San Giovanni Battista
Infatti le due aureole che agli occhi dei restauratori affioravano da sotto lo strato di scialbo, appartenevano al Battista e all’Evangelista, dipinti rispettivamente a sinistra e a destra della Madonna e del Bambino. Invece, sulle due pareti laterali dei grandi affreschi che le coprivano si sono potute recuperare solo le fasce alte oltre ai segni sottili delle sinopie recuperate dietro gli altari seicenteschi: pochi indizi, ma sufficienti a decifrare i due soggetti. A sinistra c’era originariamente il Banchetto di Erode (e si sono salvati in alto solo i bellissimi elementi architettonici del palazzo); a destra invece c’era la Visione di san Giovanni Evangelista, soggetto tratto dalla Legenda aurea di Jacopo da Varagine e riferita agli ultimi giorni di vita dell’Evangelista a Efeso (e qui si è salvato il bellissimo gruppo di Cristo con i due angeli e altri apostoli che appaiono a Giovanni).
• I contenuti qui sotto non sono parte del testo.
//! Session configuration
//!
//! Everything here has a default so the browser side can pass `{}` (or
//! nothing) and override only what it cares about.

use serde::{Deserialize, Serialize};

use crate::embeddings::PoolingStrategy;
use crate::generation::SamplingParams;

/// Default number of passages retrieved per question
pub const DEFAULT_TOP_K: usize = 5;
/// Upper bound for user-selected top-k
pub const MAX_TOP_K: usize = 10;

/// Chat models tried in order when the runtime does not narrow the list
pub const DEFAULT_CANDIDATE_MODELS: &[&str] = &[
    "Llama-3.2-1B-Instruct-q4f16_1-MLC",
    "Qwen2.5-1.5B-Instruct-q4f16_1-MLC",
    "Phi-3.5-mini-instruct-q4f16_1-MLC",
];

/// Top-level configuration for a [`crate::RagSession`]
#[derive(Debug, Clone, PartialEq, Serialize, Deserialize)]
#[serde(default, rename_all = "camelCase")]
pub struct RagConfig {
    /// Where the index JSON is fetched from (relative to the page)
    pub index_url: String,

    /// Top-k used when the caller gives nothing usable
    pub default_top_k: usize,

    /// Top-k ceiling, itself capped at [`MAX_TOP_K`]
    pub max_top_k: usize,

    /// Sampling temperature for generation
    pub temperature: f32,

    /// Maximum generated tokens
    pub max_tokens: u32,

    /// Chat model identifiers, in preference order
    pub candidate_models: Vec<String>,

    /// Embedding model identifier (informational, checked against index metadata)
    pub embedding_model: String,

    /// Pooling requested from the embedding runtime
    pub pooling: PoolingStrategy,

    /// Whether the embedding runtime should L2-normalize
    pub normalize: bool,

    /// Passage text is truncated to this many characters when rendered
    pub snippet_chars: usize,

    /// Ask the generation runtime to run inside a web worker
    pub use_web_worker: bool,
}

impl Default for RagConfig {
    fn default() -> Self {
        Self {
            index_url: "index.json".to_string(),
            default_top_k: DEFAULT_TOP_K,
            max_top_k: MAX_TOP_K,
            temperature: 0.2,
            max_tokens: 512,
            candidate_models: DEFAULT_CANDIDATE_MODELS
                .iter()
                .map(|m| m.to_string())
                .collect(),
            embedding_model: "Xenova/all-MiniLM-L6-v2".to_string(),
            pooling: PoolingStrategy::Mean,
            normalize: true,
            snippet_chars: 600,
            use_web_worker: false,
        }
    }
}

impl RagConfig {
    /// Builder: set index location
    pub fn with_index_url(mut self, url: impl Into<String>) -> Self {
        self.index_url = url.into();
        self
    }

    /// Builder: replace candidate models
    pub fn with_candidates<I, S>(mut self, models: I) -> Self
    where
        I: IntoIterator<Item = S>,
        S: Into<String>,
    {
        self.candidate_models = models.into_iter().map(Into::into).collect();
        self
    }

    /// Builder: set default top-k
    pub fn with_default_top_k(mut self, k: usize) -> Self {
        self.default_top_k = k;
        self
    }

    /// Builder: lower the top-k ceiling
    pub fn with_max_top_k(mut self, k: usize) -> Self {
        self.max_top_k = k;
        self
    }

    /// Builder: set snippet length
    pub fn with_snippet_chars(mut self, chars: usize) -> Self {
        self.snippet_chars = chars;
        self
    }

    /// Sampling parameters derived from this config
    pub fn sampling(&self) -> SamplingParams {
        SamplingParams {
            temperature: self.temperature,
            max_tokens: self.max_tokens,
        }
    }
}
Sono pochi frammenti di affreschi, ma conservati nel pieno scintillio dei loro colori; e basta lo scorcio profondo del tempietto nella scena che riguarda l’Evangelista per capire che abbiamo davanti pittori che hanno lasciato dietro di loro l’incanto bidimensionale della pittura bizantina. Ed è una novità, come sottolinea Strinati: «Nelle opere romane di Cavallini non c’è ancora un’intenzione di rappresentare uno spazio reale, piuttosto di arricchire il racconto con elementi scenografici. Il Giudizio di Santa Cecilia è in uno spazio celeste e intangibile. Invece qui affiora un senso concreto dello spazio». Inutile dire che i paralleli con Assisi si sprecano: stessa impaginazione degli affreschi tra due colonne tortili; stesso accorgimento di riquadrare le scene con una cornice fatta di tre fasce colorate; stesso metodo di ritagliare le architetture sullo sfondo blu del cielo, dando loro un risalto clamoroso per quell’epoca.

San Giovanni Evangelista
Eppure, tornando all’Aracoeli, e avvicinando lo sguardo, scopriremo come la pennellata, fitta, filiforme e continua, propria della pittura duecentesca, vibri delicatamente di vita. Più che pennellate sembrano carezze che il pittore porge al volto amato di Maria, soprattutto laddove ricorre al color verde salvia per connotare le ombre delicate: sembra che mestiere e affettività abbiano trovato una loro perfetta coincidenza. Quelle stesse pennellate, fluide e senza interruzioni, sul corpo del Bambino assumono una consistenza più fisica; sembrano davvero sulla soglia di farsi corpo, e non solo di rappresentarlo.
Sullo sfondo, un bel velario giallo evidenzia un ricamo elegante, con i nodi di Salomone alternati a quattro petali messi a raggiera: motivo identico a quello che troveremo ad Assisi più volte, ad esempio sul catafalco di san Francesco nella scena del pianto di santa Chiara sul suo corpo. Un altro piccolo ma indiscutibile indizio del cordone doppio che legò Assisi a Roma.